One of the many stories that could be mentioned in this regard comes at the end of the Gospel of Matthew. Just before Jesus was capitally punished by the Roman Empire, he gave his followers an unequivocal lesson about violence that we can ill afford to ignore today.

When the authorities came to arrest Jesus, the apostle Peter did what most of us would do under similar circumstances. He drew his sword in defense of the life of his friend and teacher -- who he also believed was the Son of God -- and struck the high priest's servant, cutting off his ear.

For Christians still wedded to the just war theory, a more "just cause" for the use of violence in all of history is hard to imagine.

Jesus responded, however, not with approval, but by emphasizing once again the centrality of love, even for the enemy, to his teachings. He rebuked Peter, saying: "Put your sword back in its sheath, for all who take the sword shall perish by the sword."

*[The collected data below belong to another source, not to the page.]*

//! Document chunking.
//!
//! This module provides the [`Chunker`] trait, the [`split`] function and
//! [`FixedSizeChunker`], which splits by character count with a fixed overlap
//! between neighbours.

use crate::document::{Document, Segment};
use crate::error::{RagError, Result};

/// A strategy for splitting documents into segments.
///
/// Implementations validate their parameters at construction, so chunking
/// itself cannot fail. Output is deterministic for a given document.
pub trait Chunker: Send + Sync {
    /// Split a document into segments ordered by ordinal.
    ///
    /// Returns an empty `Vec` if the document has empty text.
    fn chunk(&self, document: &Document) -> Vec<Segment>;
}

/// Splits text into fixed-size segments by character count with configurable overlap.
///
/// Every segment except the last is exactly `max_length` characters long and
/// shares its final `overlap` characters with the next one. Each segment
/// inherits the parent document's metadata plus a `chunk_index` field.
///
/// # Example
///
/// ```rust,ignore
/// use docchat_rag::FixedSizeChunker;
///
/// let chunker = FixedSizeChunker::new(256, 50)?;
/// let segments = chunker.chunk(&document);
/// ```
#[derive(Debug, Clone)]
pub struct FixedSizeChunker {
    max_length: usize,
    overlap: usize,
}

impl FixedSizeChunker {
    /// Create a new `FixedSizeChunker`.
    ///
    /// # Arguments
    ///
    /// * `max_length` - maximum number of characters per segment
    /// * `overlap` - number of characters shared by consecutive segments
    ///
    /// # Errors
    ///
    /// Returns [`RagError::InvalidParameters`] unless `0 <= overlap < max_length`.
    pub fn new(max_length: usize, overlap: usize) -> Result<Self> {
        validate(max_length, overlap)?;
        Ok(Self { max_length, overlap })
    }

    /// Maximum segment length in characters.
    pub fn max_length(&self) -> usize {
        self.max_length
    }

    /// Characters shared by consecutive segments.
    pub fn overlap(&self) -> usize {
        self.overlap
    }
}

impl Chunker for FixedSizeChunker {
    fn chunk(&self, document: &Document) -> Vec<Segment> {
        split_unchecked(document, self.max_length, self.overlap)
    }
}

/// Split `document` into segments of at most `max_length` characters,
/// consecutive segments sharing `overlap` characters.
///
/// # Errors
///
/// Returns [`RagError::InvalidParameters`] if `max_length == 0` or
/// `overlap >= max_length`.
pub fn split(document: &Document, max_length: usize, overlap: usize) -> Result<Vec<Segment>> {
    validate(max_length, overlap)?;
    Ok(split_unchecked(document, max_length, overlap))
}

fn validate(max_length: usize, overlap: usize) -> Result<()> {
    if max_length == 0 {
        return Err(RagError::InvalidParameters("max_length must be greater than zero".into()));
    }
    if overlap >= max_length {
        return Err(RagError::InvalidParameters(format!(
            "overlap ({overlap}) must be less than max_length ({max_length})"
        )));
    }
    Ok(())
}

fn split_unchecked(document: &Document, max_length: usize, overlap: usize) -> Vec<Segment> {
    let text = &document.text;
    if text.is_empty() {
        return Vec::new();
    }

    // Byte offset of every char boundary, including the end of the string.
    let boundaries: Vec<usize> =
        text.char_indices().map(|(i, _)| i).chain(std::iter::once(text.len())).collect();
    let char_count = boundaries.len() - 1;
    let step = max_length - overlap;

    let mut segments = Vec::with_capacity(char_count / step + 1);
    let mut start = 0;
    loop {
        let end = (start + max_length).min(char_count);
        let ordinal = segments.len();

        let mut metadata = document.metadata.clone();
        metadata.insert("chunk_index".to_string(), ordinal.to_string());

        segments.push(Segment {
            document_id: document.id.clone(),
            ordinal,
            start,
            end,
            text: text[boundaries[start]..boundaries[end]].to_string(),
            metadata,
        });

        if end == char_count {
            break;
        }
        start += step;
    }

    segments
}

#[cfg(test)]
mod tests {
    use super::*;

    fn reconstruct(segments: &[Segment], overlap: usize) -> String {
        let mut out = String::new();
        for (i, segment) in segments.iter().enumerate() {
            let skip = if i == 0 { 0 } else { overlap };
            out.extend(segment.text.chars().skip(skip));
        }
        out
    }

    #[test]
    fn sky_and_grass_scenario() {
        let doc = Document::new("doc", "The sky is blue. Grass is green.");
        let segments = split(&doc, 20, 5).unwrap();

        assert!(segments.len() >= 2);
        for segment in &segments {
            assert!(segment.text.chars().count() <= 20);
        }
        for pair in segments.windows(2) {
            let tail: String = pair[0].text.chars().skip(20 - 5).collect();
            let head: String = pair[1].text.chars().take(5).collect();
            assert_eq!(tail, head);
        }
        assert_eq!(reconstruct(&segments, 5), doc.text);
    }

    #[test]
    fn rejects_overlap_not_smaller_than_max_length() {
        let doc = Document::new("doc", "text");
        assert!(matches!(split(&doc, 10, 10), Err(RagError::InvalidParameters(_))));
        assert!(matches!(split(&doc, 0, 0), Err(RagError::InvalidParameters(_))));
        assert!(FixedSizeChunker::new(5, 7).is_err());
    }

    #[test]
    fn empty_document_yields_no_segments() {
        let doc = Document::new("doc", "");
        assert!(split(&doc, 10, 2).unwrap().is_empty());
    }

    #[test]
    fn short_document_is_a_single_segment() {
        let doc = Document::new("doc", "short");
        let segments = split(&doc, 10, 2).unwrap();
        assert_eq!(segments.len(), 1);
        assert_eq!(segments[0].text, "short");
        assert_eq!((segments[0].start, segments[0].end), (0, 5));
    }

    #[test]
    fn exact_fit_does_not_emit_trailing_overlap_segment() {
        let doc = Document::new("doc", "abcdefghij");
        let segments = split(&doc, 10, 3).unwrap();
        assert_eq!(segments.len(), 1);
    }

    #[test]
    fn offsets_count_characters_not_bytes() {
        let doc = Document::new("doc", "héllo wörld ünïcode");
        let segments = split(&doc, 6, 2).unwrap();
        for segment in &segments {
            let expected: String =
                doc.text.chars().skip(segment.start).take(segment.len()).collect();
            assert_eq!(segment.text, expected);
        }
        assert_eq!(reconstruct(&segments, 2), doc.text);
    }

    #[test]
    fn segments_carry_ids_and_metadata() {
        let mut doc = Document::new("guide", "0123456789abcdef");
        doc.metadata.insert("topic".into(), "numbers".into());
        let segments = FixedSizeChunker::new(8, 2).unwrap().chunk(&doc);

        assert_eq!(segments[1].stable_id(), "guide_1");
        assert_eq!(segments[1].metadata.get("chunk_index").map(String::as_str), Some("1"));
        assert_eq!(segments[1].metadata.get("topic").map(String::as_str), Some("numbers"));
    }

    #[test]
    fn chunking_is_deterministic() {
        let doc = Document::new("doc", "The quick brown fox jumps over the lazy dog.");
        let chunker = FixedSizeChunker::new(12, 4).unwrap();
        assert_eq!(chunker.chunk(&doc), chunker.chunk(&doc));
    }
}
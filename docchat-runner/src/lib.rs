//! # docchat-runner
//!
//! Chat orchestration: answer a message from retrieved passages and the
//! conversation's history, streaming the model's reply back incrementally.
//!
//! ## Overview
//!
//! - [`ChatOrchestrator`] - runs one request per [`chat`](ChatOrchestrator::chat) call
//! - [`ChatResponse`] - the caller's stream of [`ChatEvent`]s, cancellable and observable
//! - [`RequestState`] - `Received → Retrieving → MemoryLoaded → RequestingCompletion → Streaming → Completed`
//! - [`ChatConfig`] - top-K, per-stage timeouts, retry policy, system instruction
//! - [`build_request`] - prompt assembly
//!
//! Retrieval and completion start are retried with exponential backoff on
//! transient failures. Once chunks have been forwarded, failures end the
//! request. Memory is written only after a complete answer.

pub mod config;
pub mod error;
pub mod orchestrator;
pub mod prompt;
mod retry;
pub mod state;
pub mod stream;

pub use config::{ChatConfig, ChatConfigBuilder, RetryPolicy};
pub use error::{ChatError, Result};
pub use orchestrator::{ChatOrchestrator, ChatOrchestratorBuilder};
pub use prompt::{DEFAULT_SYSTEM_INSTRUCTION, build_request};
pub use state::RequestState;
pub use stream::{ChatEvent, ChatResponse};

The key word there is "all." Jesus was not only condemning Peter's violence in that moment some two thousand years ago, but explicitly issuing a warning to anyone, anywhere who chooses violence.

This story should make Christians in this country uncomfortable, because no other nation is currently taking up the sword with more zeal or recklessly wielding it around the world than our own.

The Democrat-led House of Representatives, for example, recently passed a $460 billion defense bill for 2008, which did not include the $142 billion that the administration is seeking to continue the wars in Afghanistan and Iraq for the coming year.

Adjusted for inflation, this level of military spending has not been seen since World War II. Looked at another way, the astronomically large figure of $460 billion by itself, when broken down equates to us spending as a nation more than $14,000 a second, every second of the year, on "defense."

And if that weren't enough, in May Congress authorized another $100 billion to fund the war in Iraq just through the end of this fiscal year this month, after of course stripping any mention of that pesky timetable for the withdrawal of troops out of the bill.

So much for the "will of the people," who clearly voted last November to end the war, or the notion of an actual opposition party.

To fully understand the enormity of our defense budget, however, it must be put in context. Despite making up only five percent of the world's population, the United States spends almost as much on weapons and preparing for war as the rest of the world combined.

This has bought us the first truly global empire, physically manifested in a vast network of military outposts. According to the Defense Department's official tally, the U.S. maintains 737 foreign military bases with troops stationed in more than 130 countries, and enough nuclear weapons in its arsenal to destroy the world many times over.

Not only are we living by the sword, but we are selling more swords than any other country in the world. The United States has in fact long dominated the international arms trade, but outdid even itself last fiscal year when it signed a record-setting $21 billion worth of weapons deals. And you don't become the number one dealer by being too discriminating about your buyers. As an analysis by the World Policy Institute in 2005 revealed, a full 80 percent of the United States' top 25 arms clients in the developing world were, according to the State Department's own reports, "either undemocratic regimes or governments with records of major human rights abuses."

We may not be able to produce a competitive automobile any more, but nobody knows how to kill like America.

This reliance on the sword has not come without a cost. By any indicator it has created a more dangerous and violent world. The "war on terror" and the invasion of Iraq have turned a world that was overwhelmingly sympathetic to the U.S. immediately following the horror of September 11, decisively against us, and led to a sharp increase in the number of terrorist attacks worldwide.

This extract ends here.